事情を知らないルレイアからしたら、「はぁ?」と思ってるだろうな。

しかし、我が相棒は聡かった。

『へぇ。人生ゲームですか?楽しそうですね』

凄いなルレイア。それだけでこっちが人生ゲームやってるって分かるのか?

お前もここで、一緒に人生ゲームに参加してくれてたらな。

俺の心労も、もっとぐっと減っただろうに。

「ルレイア…。…大丈夫か?」

俺は、ずっとルレイアに聞きたかったことを、一番に聞いた。

貴族の家に閉じ込められて、不自由な思いをしてるんじゃないかって。

心配で、気が気じゃなかった。

「実はあんまり元気じゃないんです」とか言い出したら、誰が何と言おうと、俺は今すぐカミーリア家に、ルレイアに会いに行く。

しかし、そんな俺の心配をよそに。

『えぇ、大丈夫です。元気ですよ』

とのこと。

…本当だろうな?あいつ、無理してても無理してないって主張するからな…。

ともあれ、虚勢を張るだけの元気はあるってことで。

それは安心した。良かった。

「そうか…。

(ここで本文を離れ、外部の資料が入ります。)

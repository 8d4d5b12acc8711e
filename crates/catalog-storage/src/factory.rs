use crate::{FileStorage, LocalStorage, StorageResult};
use catalog_core::Config;
use std::sync::Arc;

/// Create the file storage backend from configuration.
pub async fn create_storage(config: &Config) -> StorageResult<Arc<dyn FileStorage>> {
    let storage = LocalStorage::new(config.storage_path.clone()).await?;
    tracing::info!(path = %storage.base_path().display(), "Local file storage ready");
    Ok(Arc::new(storage))
}
use std::collections::HashMap;

use async_trait::async_trait;
use catalog_core::models::{
    CatalogFields, CatalogListQuery, CatalogPage, CatalogRecord, NewUpload, UploadOwner,
    UploadRecord, UploadStatus, UpsertOutcome,
};
use catalog_core::AppError;
use uuid::Uuid;

/// Storage of upload lifecycle records.
#[async_trait]
pub trait UploadStore: Send + Sync {
    /// Insert a new record in `pending`.
    async fn create(&self, upload: NewUpload) -> Result<UploadRecord, AppError>;

    async fn get(&self, id: Uuid) -> Result<Option<UploadRecord>, AppError>;

    /// Move the record to `next`, but only from one of the states allowed to precede it.
    ///
    /// The check and the write happen in one statement. Returns `NotFound` when the
    /// record is gone and `InvalidTransition` when its current status forbids the move.
    /// `error_message`, when given, replaces the stored one.
    async fn transition(
        &self,
        id: Uuid,
        next: UploadStatus,
        error_message: Option<String>,
    ) -> Result<UploadRecord, AppError>;

    async fn set_file_hash(&self, id: Uuid, file_hash: &str) -> Result<(), AppError>;

    /// Stamp `processed_at` with the current time.
    async fn mark_processed(&self, id: Uuid) -> Result<UploadRecord, AppError>;

    async fn find_owner(&self, user_id: Uuid) -> Result<Option<UploadOwner>, AppError>;

    /// Newest first.
    async fn list(&self, limit: i64, offset: i64) -> Result<Vec<UploadRecord>, AppError>;

    /// Records still in `pending` or `processing`, oldest first.
    async fn list_unfinished(&self) -> Result<Vec<UploadRecord>, AppError>;

    /// Remove the record. Catalog records keep their (now stale) back-reference.
    async fn delete(&self, id: Uuid) -> Result<bool, AppError>;
}

/// Keyed storage of catalog records.
#[async_trait]
pub trait CatalogStore: Send + Sync {
    async fn get_by_key(&self, unique_key: &str) -> Result<Option<CatalogRecord>, AppError>;

    /// Insert or update the record for `unique_key` as one atomic operation.
    ///
    /// The back-reference and `updated_at` are always rewritten; the outcome reports
    /// whether any descriptive field actually differed.
    async fn upsert(
        &self,
        unique_key: &str,
        fields: &CatalogFields,
        upload_id: Uuid,
    ) -> Result<UpsertOutcome, AppError>;

    /// Number of records whose back-reference points at `upload_id`.
    async fn count_by_upload(&self, upload_id: Uuid) -> Result<i64, AppError>;

    async fn count_by_uploads(&self, upload_ids: &[Uuid]) -> Result<HashMap<Uuid, i64>, AppError>;

    async fn search(&self, query: &CatalogListQuery) -> Result<CatalogPage, AppError>;
}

で、今日はどうしたんだ?いつもの定期連絡はメールで…」

『そりゃもう、愛しいルルシーの声を聞きたかったからですけど』

「…」

ごめん。折角なんだけど、この電話切っても良いかな。

良いか、俺は真面目に話してるんだぞ。真面目に。

ふざける余裕があるのは良いことだけど、そういうのは今は遠慮するよ。

『ちょっと、ルルシー?聞いてます?』

「…聞いてるよ…」

『それに、一つ報告がありまして。あ、皆さん後ろで聞いてます?』

「…聞いてるよ…」

皆いるよ。

アリューシャもシュノも、ルレイアからの電話と知って、二人共うきうきしている。

『そうですか。じゃあご報告しますね。実は俺、この度、晴れて…』

…晴れて?

『帝国騎士団に戻ることになりました!はい、拍手〜』

…は?

俺は、持っていたスマホを床に落っことした。

あ、ごめん。画面にヒビ入ったかも。

慌てて拾い上げると、幸いにも画面は無事だった。

「うぉぉ!よく分かんねぇけど、ルレ公おめっと〜!」

「ルレイア、嬉しそう…。良かった、おめでとう」

「ほう、それはまた大抜擢だな。おめでとう、ルレイア先輩」

「人生で二度も帝国騎士をやるなんて、ルレイア師匠は人生ゲームより波乱万丈な人生ですね」

全くだな。

…って、感心してる場合かお前ら。